Stored data

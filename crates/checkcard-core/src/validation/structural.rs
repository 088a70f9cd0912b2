//! Structural rules derived from a step definition.

use serde_json::Value;

use super::{display_value, json_kind, ValidationReport};
use crate::{
    models::{CheckcardRecord, LifecycleStatus},
    registry::{Expected, NestedRequirement, RequiredValue, StepDefinition, ValueKind},
    resolver::lookup,
};

/// Checks a record against the shape its step definition requires.
#[derive(Debug, Clone, Copy, Default)]
pub struct StructuralValidator;

impl StructuralValidator {
    pub fn new() -> Self {
        Self
    }

    pub fn validate(&self, record: &CheckcardRecord, definition: &StepDefinition) -> ValidationReport {
        let mut report = ValidationReport::new();
        let document = match record.to_value() {
            Ok(document) => document,
            Err(err) => {
                report.error(err.to_string());
                return report;
            }
        };

        if record.lifecycle_status() == Some(LifecycleStatus::Completed) {
            Self::check_outputs_present(record, definition, &mut report);
        }
        Self::check_inputs_present(record, definition, &mut report);

        for rule in &definition.rules.required_values {
            Self::check_required_value(&document, rule, &mut report);
        }
        for rule in &definition.rules.required_nested {
            Self::check_nested(&document, rule, &mut report);
        }

        Self::check_output_types(record, definition, &mut report);
        report
    }

    fn check_outputs_present(
        record: &CheckcardRecord,
        definition: &StepDefinition,
        report: &mut ValidationReport,
    ) {
        for key in definition.output_keys() {
            match record.data.outputs.get(key) {
                None => report.error(format!("Missing required output field: outputs.{key}")),
                Some(Value::Null) => {
                    report.error(format!("Completed checkcard has null output: outputs.{key}"))
                }
                Some(_) => {}
            }
        }
    }

    fn check_inputs_present(
        record: &CheckcardRecord,
        definition: &StepDefinition,
        report: &mut ValidationReport,
    ) {
        let Some(spec) = &definition.input else {
            return;
        };
        for key in spec.keys() {
            let present = record
                .data
                .inputs
                .as_ref()
                .is_some_and(|inputs| inputs.contains_key(key));
            if !present {
                report.error(format!("Missing required input field: inputs.{key}"));
            }
        }
    }

    fn check_required_value(document: &Value, rule: &RequiredValue, report: &mut ValidationReport) {
        let null = Value::Null;
        let actual = match lookup(document, &rule.path) {
            None | Some(Value::Null) if rule.allow_absent => return,
            None => &null,
            Some(value) => value,
        };

        if rule.expected.matches(actual) {
            return;
        }

        let expected = match &rule.expected {
            Expected::Literal(value) => format!("Expected: {}", display_value(value)),
            Expected::OneOf(options) => format!(
                "Expected one of: [{}]",
                options
                    .iter()
                    .map(display_value)
                    .collect::<Vec<_>>()
                    .join(", ")
            ),
        };
        report.error(format!(
            "Field '{}' has invalid value '{}'. {expected}",
            rule.path,
            display_value(actual)
        ));
    }

    fn check_nested(document: &Value, rule: &NestedRequirement, report: &mut ValidationReport) {
        let path = &rule.path;
        let nested = match lookup(document, path) {
            None | Some(Value::Null) if rule.optional => return,
            None => {
                report.error(format!("Missing required nested structure: {path}"));
                return;
            }
            Some(Value::Object(nested)) => nested,
            Some(_) => {
                report.error(format!("Field '{path}' must be an object"));
                return;
            }
        };

        for (key, kind) in &rule.fields {
            let Some(value) = nested.get(key) else {
                report.error(format!("Missing required field in '{path}': {key}"));
                continue;
            };
            if kind.matches(value) {
                continue;
            }
            let message = match kind {
                ValueKind::Object => format!("Field '{path}.{key}' must be an object"),
                ValueKind::List => format!("Field '{path}.{key}' must be an array"),
                other => format!(
                    "Field '{path}.{key}' has wrong type. Expected {}",
                    other.as_str()
                ),
            };
            report.error(message);
        }
    }

    fn check_output_types(
        record: &CheckcardRecord,
        definition: &StepDefinition,
        report: &mut ValidationReport,
    ) {
        for field in &definition.outputs {
            let Some(value) = record.data.outputs.get(&field.key) else {
                continue;
            };
            if value.is_null() || field.kind.accepts(value) {
                continue;
            }
            report.error(format!(
                "Field 'outputs.{}': expected {}, got {}",
                field.key,
                field.kind.expected_kind(),
                json_kind(value)
            ));
        }
    }
}

#[cfg(test)]
mod tests {
    use serde_json::{json, Map};

    use super::*;
    use crate::{
        models::{DataSection, StepMetadata},
        registry::StepRegistry,
    };

    fn metadata(step_id: &str, agent: &str) -> StepMetadata {
        StepMetadata {
            step_id: step_id.to_string(),
            step_index: 1,
            step_name: "Test".to_string(),
            agent: agent.to_string(),
            description: String::new(),
            created_at: None,
        }
    }

    fn object(value: Value) -> Map<String, Value> {
        match value {
            Value::Object(map) => map,
            _ => Map::new(),
        }
    }

    fn validate(step_id: &str, record: &CheckcardRecord) -> ValidationReport {
        let registry = StepRegistry::speckit();
        StructuralValidator::new().validate(record, registry.definition(step_id).unwrap())
    }

    fn clarify_record(outputs: Value) -> CheckcardRecord {
        CheckcardRecord::new(
            metadata("C1", "orchestrator"),
            DataSection {
                inputs: Some(object(json!({"spec_file_path": "spec.md"}))),
                outputs: object(outputs),
                tools: None,
            },
        )
    }

    #[test]
    fn test_complete_record_passes() {
        let record = clarify_record(json!({
            "user_approved_clarification": true,
            "clarify_summary": "done",
            "spec_file_path": "spec.md"
        }))
        .with_status(LifecycleStatus::Completed);

        let report = validate("C1", &record);
        assert!(report.is_valid(), "{report}");
    }

    #[test]
    fn test_completed_record_reports_missing_and_null_outputs() {
        let record = clarify_record(json!({
            "user_approved_clarification": true,
            "clarify_summary": null
        }))
        .with_status(LifecycleStatus::Completed);

        let report = validate("C1", &record);
        assert_eq!(
            report.errors,
            vec![
                "Completed checkcard has null output: outputs.clarify_summary",
                "Missing required output field: outputs.spec_file_path",
            ]
        );
    }

    #[test]
    fn test_outputs_not_required_before_completion() {
        let record = clarify_record(json!({})).with_status(LifecycleStatus::InProgress);
        assert!(validate("C1", &record).is_valid());
    }

    #[test]
    fn test_inputs_required_regardless_of_status() {
        let mut record = clarify_record(json!({}));
        record.data.inputs = None;

        let report = validate("C1", &record);
        assert_eq!(
            report.errors,
            vec!["Missing required input field: inputs.spec_file_path"]
        );
    }

    #[test]
    fn test_required_values() {
        let mut record = clarify_record(json!({}));
        record.metadata.agent = "planner".to_string();
        record.status = Some(json!("finished"));

        let report = validate("C1", &record);
        assert_eq!(
            report.errors,
            vec![
                "Field 'metadata.agent' has invalid value 'planner'. Expected: orchestrator",
                "Field 'status' has invalid value 'finished'. Expected one of: [pending, in_progress, completed, failed]",
            ]
        );
    }

    #[test]
    fn test_output_types_are_checked() {
        let record = clarify_record(json!({
            "user_approved_clarification": "yes",
            "clarify_summary": "fine"
        }));

        let report = validate("C1", &record);
        assert_eq!(
            report.errors,
            vec!["Field 'outputs.user_approved_clarification': expected boolean, got string"]
        );
    }

    #[test]
    fn test_nested_tools_rule() {
        let mut record = CheckcardRecord::new(metadata("A1", "orchestrator"), DataSection::default());
        assert!(validate("A1", &record).is_valid());

        record.data.tools = Some(object(json!({
            "file_context_accessed": ["src/lib.rs"],
            "mcp_servers_accessed": "context7"
        })));
        let report = validate("A1", &record);
        assert_eq!(
            report.errors,
            vec![
                "Field 'data.tools.mcp_servers_accessed' must be an array",
                "Missing required field in 'data.tools': claude_skills_accessed",
            ]
        );
    }

    #[test]
    fn test_required_nested_structure_missing() {
        let rule = NestedRequirement::new("data.outputs.loops").field("iterations", ValueKind::Integer);
        let mut report = ValidationReport::new();

        StructuralValidator::check_nested(&json!({"data": {"outputs": {}}}), &rule, &mut report);
        StructuralValidator::check_nested(
            &json!({"data": {"outputs": {"loops": {"iterations": "two"}}}}),
            &rule,
            &mut report,
        );

        assert_eq!(
            report.errors,
            vec![
                "Missing required nested structure: data.outputs.loops",
                "Field 'data.outputs.loops.iterations' has wrong type. Expected integer",
            ]
        );
    }
}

Task statement
Using the data above, reproduce exactly the lines between those holding "let Some(spec) = &definition.input" and "rule: &RequiredValue, report: &mut", inclusive, and no others.

Solution for this problem
        let Some(spec) = &definition.input else {
            return;
        };
        for key in spec.keys() {
            let present = record
                .data
                .inputs
                .as_ref()
                .is_some_and(|inputs| inputs.contains_key(key));
            if !present {
                report.error(format!("Missing required input field: inputs.{key}"));
            }
        }
    }

    fn check_required_value(document: &Value, rule: &RequiredValue, report: &mut ValidationReport) {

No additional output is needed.